Néanmoins, beaucoup d'experts voient dans la bonne volonté du Hamas une manœuvre tactique pour se défausser d'une situation compliquée.

Ils doutent qu'il cède à l'Autorité palestinienne le contrôle de la sécurité.

Le Hamas a adopté en mai une plateforme programmatique cherchant à atténuer le ton belliqueux de sa charte fondatrice et à se présenter en interlocuteur plus acceptable.

Toutefois, les pressions égyptiennes, la détérioration des conditions de vie à Gaza et son isolement grandissant n'auraient à terme probablement pas laissé au Hamas d'autre choix que de se montrer conciliant. Reste à savoir jusqu'où ce mouvement et sa composante armée sont prêts à pousser le compromis.

« Je suis victime de la division depuis onze ans, j'avais 8 ans quand elle a commencé. Je ne me souviens pas d'avoir eu 24 heures d'électricité d’affilée. J'ai grandi dans une prison en plein air »

- Bassel Swairki, un résident de Gaza âgé de 19 ans

« Il n'a jamais été question et ne sera jamais question » de démanteler la branche armée du Hamas ou de rendre les armes », a affirmé Moussa Abou Marzouq, figure éminente du mouvement islamiste. Or l'Autorité palestinienne exige que les responsabilités du gouvernement soient entières à Gaza, incluant la sécurité.

Le sort des dizaines de milliers de fonctionnaires recrutés par le Hamas après sa prise du pouvoir en 2007 et la question de leur rémunération ou non par l'AP est une autre interrogation majeure, qui a fait avorter de précédents efforts de réconciliation. La question de leur intégration dans les services d'une Autorité palestinienne déjà surdimensionnée et financièrement aux abois est essentielle, étant donné ses implications sur le quotidien des Gazaouis.
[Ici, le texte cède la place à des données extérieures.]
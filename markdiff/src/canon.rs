//! Canonicalization of text and attribute values.
//!
//! The comparator never compares raw payloads directly: both sides go
//! through these functions first, so cosmetic formatting (indentation,
//! line wrapping, padded attribute values) does not register as a change.
//!
//! The policy is fixed and deliberately dumb: collapse every run of ASCII
//! and Unicode whitespace to a single space and trim the ends. Anything
//! smarter (entity resolution, case folding) belongs upstream in the
//! parser.

/// Canonicalize a text payload: whitespace runs collapse to one space,
/// leading/trailing whitespace is dropped.
pub fn canonicalize_text(raw: &str) -> String {
    let mut out = String::with_capacity(raw.len());
    let mut in_gap = false;
    for ch in raw.chars() {
        if ch.is_whitespace() {
            in_gap = true;
        } else {
            if in_gap && !out.is_empty() {
                out.push(' ');
            }
            in_gap = false;
            out.push(ch);
        }
    }
    out
}

/// Canonicalize an attribute value that may be absent.
///
/// A missing attribute stays `None`, which compares unequal to every real
/// value — the type system plays the role of the "canonicalization of
/// undefined" sentinel.
pub fn canonicalize_attr(raw: Option<&str>) -> Option<String> {
    raw.map(canonicalize_text)
}

#[cfg(test)]
mod tests {
    use super::*;

    #[test]
    fn test_collapses_interior_whitespace() {
        assert_eq!(canonicalize_text("a  b\n\tc"), "a b c");
    }

    #[test]
    fn test_trims_ends() {
        assert_eq!(canonicalize_text("  hello  "), "hello");
        assert_eq!(canonicalize_text("\n\n"), "");
    }

    #[test]
    fn test_plain_text_unchanged() {
        assert_eq!(canonicalize_text("Hello World"), "Hello World");
    }

    #[test]
    fn test_missing_attr_differs_from_every_value() {
        assert_ne!(canonicalize_attr(None), canonicalize_attr(Some("")));
        assert_ne!(canonicalize_attr(None), canonicalize_attr(Some("x")));
        assert_eq!(canonicalize_attr(None), None);
    }

    #[test]
    fn test_attr_values_normalized() {
        assert_eq!(
            canonicalize_attr(Some(" btn  primary ")),
            Some("btn primary".to_string())
        );
    }
}
//! Structural diffing of markup trees.
//!
//! markdiff compares two versions of an HTML-like document and reports
//! what meaningfully changed — tag and attribute edits, text edits, and
//! subtree insertions/removals — while tolerating cosmetic noise such as
//! whitespace, attribute-value formatting, and caller-marked ignorable
//! subtrees.
//!
//! markdiff provides:
//! - **Arena DOM**: flat [`Tree`] of typed nodes with stable ids
//! - **Parsing**: browser-compatible HTML5 parsing via html5ever
//! - **Serialization**: markup text for any node, with proper escaping
//! - **Diffing**: similarity-scored recursive comparison with an
//!   LCS-aligned child walk (via the `lcsruns` crate)
//!
//! # Example
//!
//! ```rust
//! use markdiff::{compare_nodes, parse_fragment, ChangeKind, DiffOptions};
//!
//! let old = parse_fragment("<ul><li>one</li></ul>");
//! let new = parse_fragment("<ul><li>one</li><li>two</li></ul>");
//!
//! let result = compare_nodes(
//!     &old,
//!     old.children(old.root())[0],
//!     &new,
//!     new.children(new.root())[0],
//!     &DiffOptions::default(),
//! )
//! .expect("one list item was added");
//!
//! assert_eq!(result.changes.len(), 1);
//! assert_eq!(result.changes[0].kind, ChangeKind::Added);
//!
//! // Cosmetic differences are not differences at all.
//! let reflowed = parse_fragment("<ul>\n  <li>one</li>\n</ul>");
//! assert!(compare_nodes(
//!     &old,
//!     old.children(old.root())[0],
//!     &reflowed,
//!     reflowed.children(reflowed.root())[0],
//!     &DiffOptions::default(),
//! )
//! .is_none());
//! ```

#![warn(missing_docs)]

pub mod canon;
pub mod diff;
pub mod dom;
mod parser;
pub mod serialize;

// Re-export parsing functions
pub use parser::{Document, parse_document, parse_fragment};

// Re-export serialization
pub use serialize::serialize_node;

// Re-export DOM types at crate root for convenience
pub use dom::{DomError, ElementData, NodeData, NodeId, NodeKind, Tree};

// Re-export the comparator surface
pub use diff::{
    Change, ChangeKind, DiffLevel, DiffOptions, DiffResult, IgnoreRule, MemoCache, NodePair,
    compare_nodes, compare_nodes_with_memo,
};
Affiche représentant le Premier ministre palestinien Rami Hamdallah et le président Mahmoud Abbas à Gaza (MEE/Mohammed Asad)
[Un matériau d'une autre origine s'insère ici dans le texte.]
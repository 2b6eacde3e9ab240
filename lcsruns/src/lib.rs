//! # lcsruns
//!
//! Alignment of two ordered lists into runs of matched, inserted, and
//! removed elements.
//!
//! This is a thin shell over the [`similar`] crate's Myers diff: elements
//! are compared with plain equality, and the resulting edit operations are
//! flattened into [`Segment`] runs that partition both input lists
//! exhaustively, left to right. Callers that need a deeper notion of
//! "sameness" (e.g. tree diffing) align on shallow keys and re-examine
//! matched pairs themselves.
//!
//! When several minimal alignments exist, the tie-break is whatever
//! `similar`'s Myers implementation produces; this crate imposes no
//! ordering policy of its own.
//!
//! ## Usage
//!
//! ```
//! use lcsruns::{align, Segment};
//!
//! let a = ["p", "span", "p"];
//! let b = ["p", "p"];
//! let segments = align(&a, &b);
//! assert_eq!(
//!     segments,
//!     vec![Segment::Matched(1), Segment::Removed(1), Segment::Matched(1)],
//! );
//! ```

#![warn(missing_docs)]

use std::hash::Hash;

use similar::{Algorithm, DiffOp, capture_diff_slices};

/// A maximal run of elements with the same disposition.
///
/// A sequence of segments covers both input lists: `Matched(n)` consumes
/// `n` elements from each list, `Inserted(n)` consumes `n` elements from
/// the second list only, `Removed(n)` consumes `n` elements from the first
/// list only.
#[derive(Debug, Clone, Copy, PartialEq, Eq)]
pub enum Segment {
    /// The next `n` elements of both lists are pairwise equal.
    Matched(usize),
    /// The next `n` elements of the second list have no counterpart.
    Inserted(usize),
    /// The next `n` elements of the first list have no counterpart.
    Removed(usize),
}

impl Segment {
    /// Number of elements this run consumes from the first list.
    pub fn len_a(&self) -> usize {
        match *self {
            Segment::Matched(n) | Segment::Removed(n) => n,
            Segment::Inserted(_) => 0,
        }
    }

    /// Number of elements this run consumes from the second list.
    pub fn len_b(&self) -> usize {
        match *self {
            Segment::Matched(n) | Segment::Inserted(n) => n,
            Segment::Removed(_) => 0,
        }
    }
}

/// Align two lists and report the edit runs between them.
///
/// Elements are compared by `Eq` only; nothing is deep-compared. A
/// `Replace` op from the underlying diff (elements swapped in place) is
/// reported as a `Removed` run followed by an `Inserted` run, since this
/// crate's vocabulary has no in-place substitution.
pub fn align<T>(a: &[T], b: &[T]) -> Vec<Segment>
where
    T: Eq + Hash + Ord,
{
    let ops = capture_diff_slices(Algorithm::Myers, a, b);
    let mut segments = Vec::with_capacity(ops.len());
    for op in ops {
        match op {
            DiffOp::Equal { len, .. } => push_run(&mut segments, Segment::Matched(len)),
            DiffOp::Delete { old_len, .. } => push_run(&mut segments, Segment::Removed(old_len)),
            DiffOp::Insert { new_len, .. } => push_run(&mut segments, Segment::Inserted(new_len)),
            DiffOp::Replace {
                old_len, new_len, ..
            } => {
                push_run(&mut segments, Segment::Removed(old_len));
                push_run(&mut segments, Segment::Inserted(new_len));
            }
        }
    }
    segments
}

/// Append a run, merging with the previous one when it has the same
/// disposition, so runs stay maximal.
fn push_run(segments: &mut Vec<Segment>, seg: Segment) {
    match (segments.last_mut(), seg) {
        (Some(Segment::Matched(n)), Segment::Matched(m)) => *n += m,
        (Some(Segment::Inserted(n)), Segment::Inserted(m)) => *n += m,
        (Some(Segment::Removed(n)), Segment::Removed(m)) => *n += m,
        _ => segments.push(seg),
    }
}

#[cfg(test)]
mod tests {
    use super::*;

    /// Total elements consumed from each side must equal the input lengths.
    fn check_coverage(segments: &[Segment], len_a: usize, len_b: usize) {
        let consumed_a: usize = segments.iter().map(Segment::len_a).sum();
        let consumed_b: usize = segments.iter().map(Segment::len_b).sum();
        assert_eq!(consumed_a, len_a);
        assert_eq!(consumed_b, len_b);
    }

    #[test]
    fn test_identical_lists() {
        let a = [1, 2, 3];
        let segments = align(&a, &a);
        assert_eq!(segments, vec![Segment::Matched(3)]);
    }

    #[test]
    fn test_empty_lists() {
        let segments = align::<u32>(&[], &[]);
        assert!(segments.is_empty());
    }

    #[test]
    fn test_pure_insertion() {
        let segments = align(&[], &[1, 2]);
        assert_eq!(segments, vec![Segment::Inserted(2)]);
    }

    #[test]
    fn test_pure_removal() {
        let segments = align(&[1, 2], &[]);
        assert_eq!(segments, vec![Segment::Removed(2)]);
    }

    #[test]
    fn test_insertion_at_end() {
        let segments = align(&["p"], &["p", "span"]);
        assert_eq!(segments, vec![Segment::Matched(1), Segment::Inserted(1)]);
    }

    #[test]
    fn test_disjoint_lists() {
        let segments = align(&[1, 2, 3], &[4, 5, 6]);
        check_coverage(&segments, 3, 3);
        // No element is shared, so nothing may be reported as matched.
        assert!(
            segments
                .iter()
                .all(|s| !matches!(s, Segment::Matched(_)))
        );
    }

    #[test]
    fn test_interleaved_edits() {
        let a = ["h1", "p", "p", "ul"];
        let b = ["h1", "p", "ol", "ul"];
        let segments = align(&a, &b);
        check_coverage(&segments, 4, 4);
        let matched: usize = segments
            .iter()
            .map(|s| match s {
                Segment::Matched(n) => *n,
                _ => 0,
            })
            .sum();
        assert_eq!(matched, 3);
    }

    #[test]
    fn test_runs_are_maximal() {
        let segments = align(&[1, 9, 9, 1], &[1, 7, 7, 1]);
        check_coverage(&segments, 4, 4);
        // Adjacent runs never share a disposition.
        for pair in segments.windows(2) {
            assert!(
                std::mem::discriminant(&pair[0]) != std::mem::discriminant(&pair[1]),
                "adjacent runs {:?} should have been merged",
                pair
            );
        }
    }
}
Le porte-parole du Fatah, Osama Al Qawasmi, a déclaré que les Palestiniens méritaient l'unité, qualifiant la visite d’historique. Il a remercié le gouvernement égyptien de superviser les prochaines négociations entre le Fatah et le Hamas.
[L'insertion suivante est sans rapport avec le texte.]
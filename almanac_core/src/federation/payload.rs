//! Typed view of a peer's JSON-LD event document.
//!
//! Only the fields the catalog stores are lifted out; every other top-level
//! key is kept verbatim in [`FederatedEvent::extensions`].

use chrono::{DateTime, Utc};
use serde_json::{Map, Value};

use super::{Error, Result};
use crate::candidate::{OrganizationInput, PlaceInput};
use crate::catalog::models::{AttendanceMode, LifecycleState};

/// schema.org `Event` and the subtypes peers commonly send.
pub const ACCEPTED_TYPES: &[&str] = &[
    "Event",
    "BusinessEvent",
    "ChildrensEvent",
    "ComedyEvent",
    "CourseInstance",
    "DanceEvent",
    "EducationEvent",
    "ExhibitionEvent",
    "Festival",
    "FoodEvent",
    "Hackathon",
    "LiteraryEvent",
    "MusicEvent",
    "PublicationEvent",
    "SaleEvent",
    "ScreeningEvent",
    "SocialEvent",
    "SportsEvent",
    "TheaterEvent",
    "VisualArtsEvent",
];

const KNOWN_KEYS: &[&str] = &[
    "@context",
    "@id",
    "@type",
    "name",
    "description",
    "startDate",
    "endDate",
    "doorTime",
    "url",
    "image",
    "keywords",
    "inLanguage",
    "eventStatus",
    "eventAttendanceMode",
    "isAccessibleForFree",
    "license",
    "location",
    "virtualLocation",
    "organizer",
];

/// A location or organizer given inline or only by reference.
#[derive(Debug, Clone, PartialEq)]
pub enum EntityRef<T> {
    Inline(T),
    Uri(String),
}

#[derive(Debug, Clone, PartialEq)]
pub struct FederatedEvent {
    /// The peer's `@id`; becomes the local federation URI.
    pub id: String,
    pub event_type: String,
    pub name: String,
    pub description: Option<String>,
    pub start: DateTime<Utc>,
    pub end: Option<DateTime<Utc>>,
    pub door_time: Option<DateTime<Utc>>,
    pub url: Option<String>,
    pub image: Option<String>,
    pub keywords: Vec<String>,
    pub in_language: Vec<String>,
    pub event_status: Option<String>,
    pub attendance_mode: Option<AttendanceMode>,
    pub is_accessible_for_free: Option<bool>,
    pub license: Option<String>,
    pub location: Option<EntityRef<PlaceInput>>,
    pub virtual_url: Option<String>,
    pub organizer: Option<EntityRef<OrganizationInput>>,
    pub extensions: Map<String, Value>,
}

impl FederatedEvent {
    /// Lifecycle implied by the peer's `eventStatus`.
    pub fn lifecycle(&self) -> LifecycleState {
        match self.event_status.as_deref().map(schema_term) {
            Some("EventCancelled") => LifecycleState::Cancelled,
            Some("EventPostponed") => LifecycleState::Postponed,
            Some("EventRescheduled") => LifecycleState::Rescheduled,
            _ => LifecycleState::Published,
        }
    }
}

/// Strip `schema:` and `http(s)://schema.org/` prefixes.
fn schema_term(s: &str) -> &str {
    let s = s.trim();
    ["https://schema.org/", "http://schema.org/", "schema:"]
        .iter()
        .find_map(|p| s.strip_prefix(p))
        .unwrap_or(s)
}

fn is_http_uri(s: &str) -> bool {
    url::Url::parse(s)
        .map(|u| matches!(u.scheme(), "http" | "https") && u.host_str().is_some())
        .unwrap_or(false)
}

pub fn parse(payload: &Value) -> Result<FederatedEvent> {
    let Value::Object(obj) = payload else {
        return Err(Error::InvalidPayload("expected a JSON object".to_string()));
    };
    if obj.is_empty() {
        return Err(Error::InvalidPayload("empty document".to_string()));
    }
    if !obj.contains_key("@context") {
        return Err(Error::InvalidPayload("missing @context".to_string()));
    }

    let id = match obj.get("@id") {
        Some(Value::String(id)) if is_http_uri(id.trim()) => id.trim().to_string(),
        _ => return Err(Error::MissingId),
    };
    let event_type = parse_type(obj.get("@type"))?;

    let name = text(obj.get("name"))
        .ok_or_else(|| Error::MissingRequiredField("name".to_string()))?;
    let start = match text(obj.get("startDate")) {
        Some(raw) => parse_date("startDate", &raw)?,
        None => return Err(Error::MissingRequiredField("startDate".to_string())),
    };
    let end = optional_date(obj, "endDate")?;
    let door_time = optional_date(obj, "doorTime")?;

    let (location, location_virtual) = parse_location(obj.get("location"));
    let virtual_url = match obj.get("virtualLocation") {
        Some(Value::String(u)) if is_http_uri(u.trim()) => Some(u.trim().to_string()),
        Some(Value::Object(v)) => text(v.get("url")).filter(|u| is_http_uri(u)),
        _ => None,
    }
    .or(location_virtual);

    let extensions = obj
        .iter()
        .filter(|(k, _)| !KNOWN_KEYS.contains(&k.as_str()))
        .map(|(k, v)| (k.clone(), v.clone()))
        .collect();

    Ok(FederatedEvent {
        id,
        event_type,
        name,
        description: text(obj.get("description")),
        start,
        end,
        door_time,
        url: text(obj.get("url")).filter(|u| is_http_uri(u)),
        image: parse_image(obj.get("image")),
        keywords: string_list(obj.get("keywords"), true),
        in_language: string_list(obj.get("inLanguage"), false),
        event_status: text(obj.get("eventStatus")),
        attendance_mode: text(obj.get("eventAttendanceMode")).and_then(|m| {
            match schema_term(&m) {
                "OfflineEventAttendanceMode" => Some(AttendanceMode::Offline),
                "OnlineEventAttendanceMode" => Some(AttendanceMode::Online),
                "MixedEventAttendanceMode" => Some(AttendanceMode::Mixed),
                _ => None,
            }
        }),
        is_accessible_for_free: obj.get("isAccessibleForFree").and_then(Value::as_bool),
        license: text(obj.get("license")),
        location,
        virtual_url,
        organizer: parse_organizer(obj.get("organizer")),
        extensions,
    })
}

fn parse_type(value: Option<&Value>) -> Result<String> {
    let types: Vec<&str> = match value {
        Some(Value::String(t)) => vec![t.as_str()],
        Some(Value::Array(items)) => items.iter().filter_map(Value::as_str).collect(),
        _ => vec![],
    };
    let types: Vec<&str> = types
        .into_iter()
        .map(str::trim)
        .filter(|t| !t.is_empty())
        .collect();
    let Some(first) = types.first() else {
        return Err(Error::MissingType);
    };
    types
        .iter()
        .map(|t| schema_term(t))
        .find(|t| ACCEPTED_TYPES.contains(t))
        .map(str::to_string)
        .ok_or_else(|| Error::UnsupportedType(first.to_string()))
}

fn parse_date(field: &str, raw: &str) -> Result<DateTime<Utc>> {
    DateTime::parse_from_rfc3339(raw.trim())
        .map(|d| d.with_timezone(&Utc))
        .map_err(|_| Error::InvalidDateFormat(field.to_string()))
}

fn optional_date(obj: &Map<String, Value>, field: &str) -> Result<Option<DateTime<Utc>>> {
    match obj.get(field) {
        None | Some(Value::Null) => Ok(None),
        Some(Value::String(s)) if s.trim().is_empty() => Ok(None),
        Some(Value::String(s)) => parse_date(field, s).map(Some),
        Some(_) => Err(Error::InvalidDateFormat(field.to_string())),
    }
}

fn text(value: Option<&Value>) -> Option<String> {
    value
        .and_then(Value::as_str)
        .map(str::trim)
        .filter(|s| !s.is_empty())
        .map(str::to_string)
}

fn string_list(value: Option<&Value>, lower: bool) -> Vec<String> {
    let raw: Vec<String> = match value {
        Some(Value::String(s)) => s.split(',').map(str::to_string).collect(),
        Some(Value::Array(items)) => items
            .iter()
            .filter_map(Value::as_str)
            .map(str::to_string)
            .collect(),
        _ => vec![],
    };
    let mut out: Vec<String> = Vec::with_capacity(raw.len());
    for item in raw {
        let item = item.trim();
        if item.is_empty() {
            continue;
        }
        let item = if lower {
            item.to_lowercase()
        } else {
            item.to_string()
        };
        if !out.contains(&item) {
            out.push(item);
        }
    }
    out
}

/// `image` may be a URL or an `ImageObject`.
fn parse_image(value: Option<&Value>) -> Option<String> {
    match value {
        Some(Value::Object(o)) => text(o.get("url")).or_else(|| text(o.get("contentUrl"))),
        other => text(other),
    }
    .filter(|u| is_http_uri(u))
}

/// Returns the physical place (if any) and a virtual URL when the location
/// is itself a `VirtualLocation`.
fn parse_location(value: Option<&Value>) -> (Option<EntityRef<PlaceInput>>, Option<String>) {
    match value {
        Some(Value::String(uri)) if is_http_uri(uri.trim()) => {
            (Some(EntityRef::Uri(uri.trim().to_string())), None)
        }
        Some(Value::Object(o)) => {
            let kind = o.get("@type").and_then(Value::as_str).map(schema_term);
            if kind == Some("VirtualLocation") {
                return (None, text(o.get("url")).filter(|u| is_http_uri(u)));
            }
            let id = text(o.get("@id")).filter(|u| is_http_uri(u));
            let Some(name) = text(o.get("name")) else {
                return (id.map(EntityRef::Uri), None);
            };
            // Address fields may sit on the place or in a nested PostalAddress.
            let address = match o.get("address") {
                Some(Value::Object(a)) => a,
                _ => o,
            };
            let geo = o.get("geo").and_then(Value::as_object);
            let coord = |key: &str| {
                geo.and_then(|g| g.get(key))
                    .or_else(|| o.get(key))
                    .and_then(Value::as_f64)
            };
            let place = PlaceInput {
                id,
                name,
                street_address: text(address.get("streetAddress")),
                address_locality: text(address.get("addressLocality")),
                address_region: text(address.get("addressRegion")),
                postal_code: text(address.get("postalCode")),
                address_country: text(address.get("addressCountry")),
                latitude: coord("latitude"),
                longitude: coord("longitude"),
            };
            (Some(EntityRef::Inline(place)), None)
        }
        _ => (None, None),
    }
}

fn parse_organizer(value: Option<&Value>) -> Option<EntityRef<OrganizationInput>> {
    let value = match value {
        // Several organizers: keep the first one.
        Some(Value::Array(items)) => items.first(),
        other => other,
    };
    match value {
        Some(Value::String(uri)) if is_http_uri(uri.trim()) => {
            Some(EntityRef::Uri(uri.trim().to_string()))
        }
        Some(Value::Object(o)) => {
            let id = text(o.get("@id")).filter(|u| is_http_uri(u));
            let Some(name) = text(o.get("name")) else {
                return id.map(EntityRef::Uri);
            };
            let address = match o.get("address") {
                Some(Value::Object(a)) => a,
                _ => o,
            };
            Some(EntityRef::Inline(OrganizationInput {
                id,
                name,
                url: text(o.get("url")).filter(|u| is_http_uri(u)),
                email: text(o.get("email")).map(|e| e.to_ascii_lowercase()),
                address_locality: text(address.get("addressLocality")),
                address_region: text(address.get("addressRegion")),
                address_country: text(address.get("addressCountry")),
            }))
        }
        _ => None,
    }
}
« Ces réunions aborderont toutes les questions et tous les cas ; la sécurité, les frontières, la réconciliation sociale et les employés publics », a-t-il déclaré à MEE. « Ce sont des problèmes très complexes que les deux parties sont déterminées et disposées à résoudre. »

« La question des employés publics est très importante et concerne toutes les familles palestiniennes, nous avons formé un comité spécial pour résoudre cette question et celui-ci se réunira en Égypte, cette question étant prioritaire et devant être résolue le plus tôt possible », a-t-il ajouté.

« Duperie »

Les autorités israéliennes, pour leur part, se sont montrées sceptiques. « Le Hamas est-il prêt à accepter l'existence d'Israël et à renoncer à la lutte armée ? », s'est interrogé le ministre israélien de la Construction Yoav Galant. « Si la réponse est positive, on peut parler de beaucoup de choses. Si elle est négative, c'est que rien n'a changé et que tout ceci n'est qu'une duperie », a-t-il déclaré.

Les États-Unis ont également souligné que tout gouvernement palestinien devra renoncer à la violence et reconnaître Israël, tout en se félicitant prudemment du retour de l'AP à Gaza.

« Tout gouvernement palestinien doit de façon non-ambigüe et explicite s'engager à la non-violence, à la reconnaissance de l'État d'Israël, à l'acceptation des accords précédents […] », a indiqué Jason Greenblatt, l'émissaire pour le Proche-Orient du président américain Donald Trump, sur sa page Facebook.

« Nous allons observer attentivement ces développements tout en pressant l'Autorité palestinienne, Israël et les donateurs internationaux d'améliorer la situation humanitaire à Gaza », a-t-il ajouté.

L'accord d'Israël à l'organisation d'élections en Cisjordanie et à Gaza –, qui devrait être l’une des prochaines étapes de la réconciliation intrapalestinienne et que le Hamas risquerait de gagner – paraît improbable.